• Ralf Gross
  • 29.11.2018

During the EU-FP7 Project Embodied Audition for RobotS (EARS) a real-time demonstrator for robot audition was developed, which consists of a signal enhancement stage containing a multichannel spatial filter and a single-channel post-filter, followed by a cloud-based, i.e., online, automatic speech recognition (ASR) system.

In previous work, the possibility to integrate an offline speech recognition system, primarily as backup for the online system in situations without access to an internet connection, was investigated. The respective approach used CMUSphinx, which uses Hidden Markov Model – Gaussian Mixture Model (HMM-GMM)-based acoustic models, as ASR engine and the Python SpeechRecognition package as interface to the demonstrator. The evaluation showed that with the available training and evaluation data, no satisfying recognition accuracy could be obtained.
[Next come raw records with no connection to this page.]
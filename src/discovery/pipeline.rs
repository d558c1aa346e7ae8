//! Pipeline coordination for one discovery request.

use super::{Conversation, CuratedTool, KeywordGenerator, RelevanceCurator, Translator};
use crate::config::{Prompts, Settings};
use crate::error::Result;
use crate::llm::{LanguageModel, OpenAIModel};
use crate::video::{SearchClient, VideoCandidate, VideoFilter, VideoPlatform, YoutubeClient};
use futures::future::join_all;
use std::collections::HashSet;
use std::sync::Arc;
use std::time::Duration;
use tracing::{info, instrument};

/// Result of one discovery run.
#[derive(Debug, Clone, PartialEq)]
pub enum DiscoveryOutcome {
    /// The query was empty; nothing was requested.
    Idle,
    Completed {
        keywords: Vec<String>,
        candidates: Vec<VideoCandidate>,
        tools: Vec<CuratedTool>,
    },
}

impl DiscoveryOutcome {
    /// Curated tools, empty when idle.
    pub fn tools(&self) -> &[CuratedTool] {
        match self {
            DiscoveryOutcome::Idle => &[],
            DiscoveryOutcome::Completed { tools, .. } => tools,
        }
    }

    pub fn is_idle(&self) -> bool {
        matches!(self, DiscoveryOutcome::Idle)
    }
}

/// Keywords → search → curate → translate.
pub struct DiscoveryPipeline {
    keywords: KeywordGenerator,
    search: SearchClient,
    curator: RelevanceCurator,
    translator: Translator,
    conversation: Conversation,
    max_results: u32,
    search_batch_size: usize,
    batch_delay: Duration,
    default_language: Option<String>,
}

impl DiscoveryPipeline {
    /// Build the pipeline against OpenAI and YouTube.
    pub fn from_settings(settings: &Settings) -> Result<Self> {
        let prompts = Prompts::load(
            settings.prompts.custom_dir.as_deref(),
            Some(&settings.prompts.variables),
        )?;
        let model: Arc<dyn LanguageModel> = Arc::new(OpenAIModel::with_config(&settings.llm)?);
        let platform: Arc<dyn VideoPlatform> = Arc::new(YoutubeClient::with_config(&settings.youtube)?);

        info!("Using {} for discovery, {} for chat", settings.llm.model, settings.llm.chat_model);

        Ok(Self::with_components(settings, prompts, model, platform))
    }

    /// Build the pipeline with custom components.
    pub fn with_components(
        settings: &Settings,
        prompts: Prompts,
        model: Arc<dyn LanguageModel>,
        platform: Arc<dyn VideoPlatform>,
    ) -> Self {
        let batch_delay = Duration::from_millis(settings.discovery.batch_delay_ms);
        let filter = VideoFilter::new(&settings.filters, settings.discovery.description_max_chars);

        Self {
            keywords: KeywordGenerator::new(model.clone()).with_prompts(prompts.clone()),
            search: SearchClient::new(platform, filter)
                .with_details_batch_size(settings.discovery.details_batch_size)
                .with_batch_delay(batch_delay),
            curator: RelevanceCurator::new(model.clone())
                .with_prompts(prompts.clone())
                .with_max_tools(settings.max_tools()),
            translator: Translator::new(model.clone()).with_prompts(prompts.clone()),
            conversation: Conversation::new(model).with_prompts(prompts),
            max_results: settings.youtube.max_results,
            search_batch_size: settings.discovery.search_batch_size.max(1),
            batch_delay,
            default_language: settings
                .discovery
                .default_language
                .clone()
                .filter(|l| !l.trim().is_empty()),
        }
    }

    /// The conversational layer sharing this pipeline's model and prompts.
    pub fn conversation(&self) -> &Conversation {
        &self.conversation
    }

    /// Run discovery for a query. An empty query issues no calls.
    #[instrument(skip(self))]
    pub async fn run(&self, query: &str, language: Option<&str>) -> DiscoveryOutcome {
        let query = query.trim();
        if query.is_empty() {
            return DiscoveryOutcome::Idle;
        }

        let keywords = self.keywords.generate(query).await;
        if keywords.is_empty() {
            info!("No keywords generated for '{}'", query);
            return DiscoveryOutcome::Completed {
                keywords,
                candidates: Vec::new(),
                tools: Vec::new(),
            };
        }

        let candidates = self.search_all(&keywords).await;
        info!("{} keywords produced {} unique candidates", keywords.len(), candidates.len());

        let mut tools = self.curator.curate(query, &candidates).await;

        let language = language
            .map(str::trim)
            .filter(|l| !l.is_empty())
            .or(self.default_language.as_deref());
        if let Some(language) = language {
            tools = self.translator.translate_tools(tools, language).await;
        }

        DiscoveryOutcome::Completed {
            keywords,
            candidates,
            tools,
        }
    }

    /// Search every keyword in concurrent batches; dedup by video id in keyword order.
    pub async fn search_all(&self, keywords: &[String]) -> Vec<VideoCandidate> {
        let mut seen = HashSet::new();
        let mut candidates = Vec::new();

        for (i, batch) in keywords.chunks(self.search_batch_size).enumerate() {
            if i > 0 && !self.batch_delay.is_zero() {
                tokio::time::sleep(self.batch_delay).await;
            }

            let results = join_all(
                batch
                    .iter()
                    .map(|keyword| self.search.search(keyword, self.max_results)),
            )
            .await;

            for candidate in results.into_iter().flatten() {
                if seen.insert(candidate.video_id.clone()) {
                    candidates.push(candidate);
                }
            }
        }

        candidates
    }
}
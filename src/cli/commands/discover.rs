//! Discover command implementation.

use crate::cli::preflight::{self, Operation};
use crate::cli::Output;
use crate::config::Settings;
use crate::discovery::{DiscoveryOutcome, DiscoveryPipeline};
use anyhow::Result;
use console::style;
use serde::Serialize;

#[derive(Serialize)]
struct DiscoverOutput<'a> {
    query: &'a str,
    keywords: &'a [String],
    candidate_count: usize,
    tools: &'a [crate::discovery::CuratedTool],
}

/// Run the discover command.
pub async fn run_discover(
    query: &str,
    language: Option<String>,
    json: bool,
    settings: Settings,
) -> Result<()> {
    if let Err(e) = preflight::check(Operation::Discover, &settings) {
        Output::error(&format!("{}", e));
        Output::info("Run 'toolscout doctor' for detailed diagnostics.");
        return Err(e.into());
    }

    let pipeline = DiscoveryPipeline::from_settings(&settings)?;

    let spinner = (!json).then(|| Output::spinner(&format!("Looking for tools: {}", query)));
    let outcome = pipeline.run(query, language.as_deref()).await;
    if let Some(spinner) = spinner {
        spinner.finish_and_clear();
    }

    let DiscoveryOutcome::Completed {
        keywords,
        candidates,
        tools,
    } = &outcome
    else {
        Output::warning("Empty query, nothing to search for.");
        return Ok(());
    };

    if json {
        let output = DiscoverOutput {
            query: query.trim(),
            keywords,
            candidate_count: candidates.len(),
            tools,
        };
        println!("{}", serde_json::to_string_pretty(&output)?);
        return Ok(());
    }

    Output::header("Keywords");
    for keyword in keywords {
        Output::list_item(keyword);
    }

    println!(
        "\n{}",
        style(format!("{} candidate videos reviewed", candidates.len())).dim()
    );

    if tools.is_empty() {
        Output::warning("No tools found. Try rephrasing the query.");
        return Ok(());
    }

    Output::header("Tools");
    for (i, tool) in tools.iter().enumerate() {
        Output::tool(i + 1, tool);
    }
    println!();

    Ok(())
}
The goal of this research internship is to train a word model-based ASR system for the purpose of a small-vocabulary speech recognition task. The research internship therefore involves the following tasks:

  1. Training of an word model-based acoustic model for the small-vocabulary recognition task of the CHiME challenge,

  2. Verification of the trained acoustic model with evaluation data recorded by the 12-element microphone array integrated into the robot head,

  3. Investigation of the impact of the speech enhancement algorithms employed in the current version of the demonstrator on the recorded evaluation data.

The implementation is to be done using either Matlab or Python. A well-structured and well-documented code has to be handed in at the end of the research internship.